EXERCISE
The lines to reproduce from the material below are those from the one containing "pub fn len(&self)" through the one containing "has been delivered.", both included; write them out exactly and add nothing.

EXERCISE MATERIALS below:

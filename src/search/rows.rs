/// Rows in a single batch unless configured otherwise
pub const DEFAULT_BATCH_SIZE: usize = 2048;

/// Completed results handed to the host a fixed-size batch at a time
#[derive(Debug, Clone)]
pub struct RowBatches<T> {
    rows: Vec<T>,
    position: usize,
    batch_size: usize,
}

impl<T: Clone> RowBatches<T> {
    pub fn new(rows: Vec<T>, batch_size: usize) -> Self {
        Self {
            rows,
            position: 0,
            batch_size: batch_size.max(1),
        }
    }

    /// Total rows, delivered or not.
    pub fn len(&self) -> usize {
        self.rows.len()
    }

    pub fn is_empty(&self) -> bool {
        self.rows.is_empty()
    }

    /// Rows not yet pulled.
    pub fn remaining(&self) -> usize {
        self.rows.len() - self.position
    }

    /// Next batch as a borrowed slice; empty once everything has been delivered.
    pub fn next_batch(&mut self) -> &[T] {
        let start = self.position;
        let end = (start + self.batch_size).min(self.rows.len());
        self.position = end;
        &self.rows[start..end]
    }

    /// Every row, delivered or not.
    pub fn into_rows(self) -> Vec<T> {
        self.rows
    }
}

impl<T: Clone> Iterator for RowBatches<T> {
    type Item = Vec<T>;

    fn next(&mut self) -> Option<Self::Item> {
        let batch = self.next_batch();
        if batch.is_empty() {
            None
        } else {
            Some(batch.to_vec())
        }
    }
}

End of EXERCISE MATERIALS.

TASK OUTPUT
    pub fn len(&self) -> usize {
        self.rows.len()
    }

    pub fn is_empty(&self) -> bool {
        self.rows.is_empty()
    }

    /// Rows not yet pulled.
    pub fn remaining(&self) -> usize {
        self.rows.len() - self.position
    }

    /// Next batch as a borrowed slice; empty once everything has been delivered.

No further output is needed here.